> _To do_
Only the lines containing "crate" belong in the answer; find them in the material below.

> _The data_
- - -
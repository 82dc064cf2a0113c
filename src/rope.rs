//! Rope built from point masses and springs laid along a parametric curve.

use crate::config::{CreateConfig, ElementConfig};
use crate::curve::Curve;
use crate::element::{Point, PointId, Side, Spring, SpringId};
use crate::error::RopeError;
use crate::float::Float;
use crate::vec::Vec;
use alloc::vec::Vec as AllocVec;

/// A linear chain of points joined by springs.
///
/// Owns every point and spring. The number of points is fixed at
/// construction; positions and velocities change every solver step.
#[derive(Clone, Debug)]
pub struct Rope<V: Vec> {
    points: AllocVec<Point<V>>,
    springs: AllocVec<Spring<V>>,
}

impl<V: Vec> Rope<V> {
    /// Lay a rope along `curve`.
    ///
    /// The first node sits at `curve.at(0)`, is fixed and carries half the
    /// element mass. Further nodes are sampled at `s = ℓ + j·ℓ·μ` while
    /// `s < L`. The last sampled node is then moved onto `curve.at(L)`, its
    /// mass halved and fixed if `create.fix_last`. When `L ≤ ℓ` the rope is
    /// just the two fixed endpoints with no spring between them.
    pub fn build<C: Curve<V>>(
        curve: &C,
        element: &ElementConfig<V::Scalar>,
        create: &CreateConfig<V::Scalar>,
    ) -> Result<Self, RopeError> {
        element.validate()?;
        let step = element.length * create.multiplier;
        if !(step > V::Scalar::zero()) || !step.is_finite() {
            return Err(RopeError::InvalidConfiguration("spacing multiplier must be positive"));
        }
        let total = curve.length();
        if !(total > V::Scalar::zero()) || !total.is_finite() {
            return Err(RopeError::InvalidConfiguration("curve must have positive length"));
        }

        let half_mass = element.mass * V::Scalar::half();
        let first = Point::new(curve.at(V::Scalar::zero()), half_mass).with_fixed(true);

        if !(element.length < total) {
            let last = Point::new(curve.at(total), half_mass)
                .with_damping(element.damping)
                .with_fixed(true);
            log::debug!("curve shorter than one element, rope reduced to its endpoints");
            return Ok(Rope { points: alloc::vec![first, last], springs: AllocVec::new() });
        }

        let mut rope = Rope { points: alloc::vec![first], springs: AllocVec::new() };
        let mut j = 0;
        loop {
            let s = element.length + V::Scalar::from_usize(j) * step;
            if !(s < total) {
                break;
            }
            let point = Point::new(curve.at(s), element.mass).with_damping(element.damping);
            rope.push_linked(point, Spring::new(element.stiffness, element.length));
            j += 1;
        }

        if let Some(last) = rope.points.last_mut() {
            last.pos = curve.at(total);
            last.mass = last.mass * V::Scalar::half();
            if create.fix_last {
                last.fixed = true;
            }
        }

        log::debug!(
            "built rope with {} points and {} springs",
            rope.points.len(),
            rope.springs.len(),
        );
        Ok(rope)
    }

    /// Append `point` and join it to the current last point with `spring`.
    fn push_linked(&mut self, point: Point<V>, spring: Spring<V>) {
        let prev = PointId(self.points.len() - 1);
        let this = PointId(self.points.len());
        let sid = SpringId(self.springs.len());
        self.points.push(point);
        self.springs.push(spring);

        let spring = &mut self.springs[sid.0];
        self.points[this.0].attach_spring(this, Side::Left, sid, spring);
        self.points[prev.0].attach_spring(prev, Side::Right, sid, spring);
    }

    pub fn num_points(&self) -> usize {
        self.points.len()
    }

    pub fn num_springs(&self) -> usize {
        self.springs.len()
    }

    pub fn points(&self) -> &[Point<V>] {
        &self.points
    }

    pub fn springs(&self) -> &[Spring<V>] {
        &self.springs
    }

    pub fn point(&self, index: usize) -> &Point<V> {
        &self.points[index]
    }

    /// Mutable access for setting initial conditions. Topology stays fixed.
    pub fn point_mut(&mut self, index: usize) -> &mut Point<V> {
        &mut self.points[index]
    }

    pub(crate) fn points_mut(&mut self) -> &mut [Point<V>] {
        &mut self.points
    }

    pub fn positions(&self) -> AllocVec<V> {
        self.points.iter().map(|p| p.pos).collect()
    }

    pub fn velocities(&self) -> AllocVec<V> {
        self.points.iter().map(|p| p.vel).collect()
    }

    /// Sum of the current spring lengths.
    pub fn stretched_length(&self) -> V::Scalar {
        self.springs
            .iter()
            .filter_map(|s| s.current_length(&self.points))
            .fold(V::Scalar::zero(), |acc, l| acc + l)
    }
}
- - -
> _Response to this task_
use crate::config::{CreateConfig, ElementConfig};
use crate::curve::Curve;
use crate::element::{Point, PointId, Side, Spring, SpringId};
use crate::error::RopeError;
use crate::float::Float;
use crate::vec::Vec;
    pub(crate) fn points_mut(&mut self) -> &mut [Point<V>] {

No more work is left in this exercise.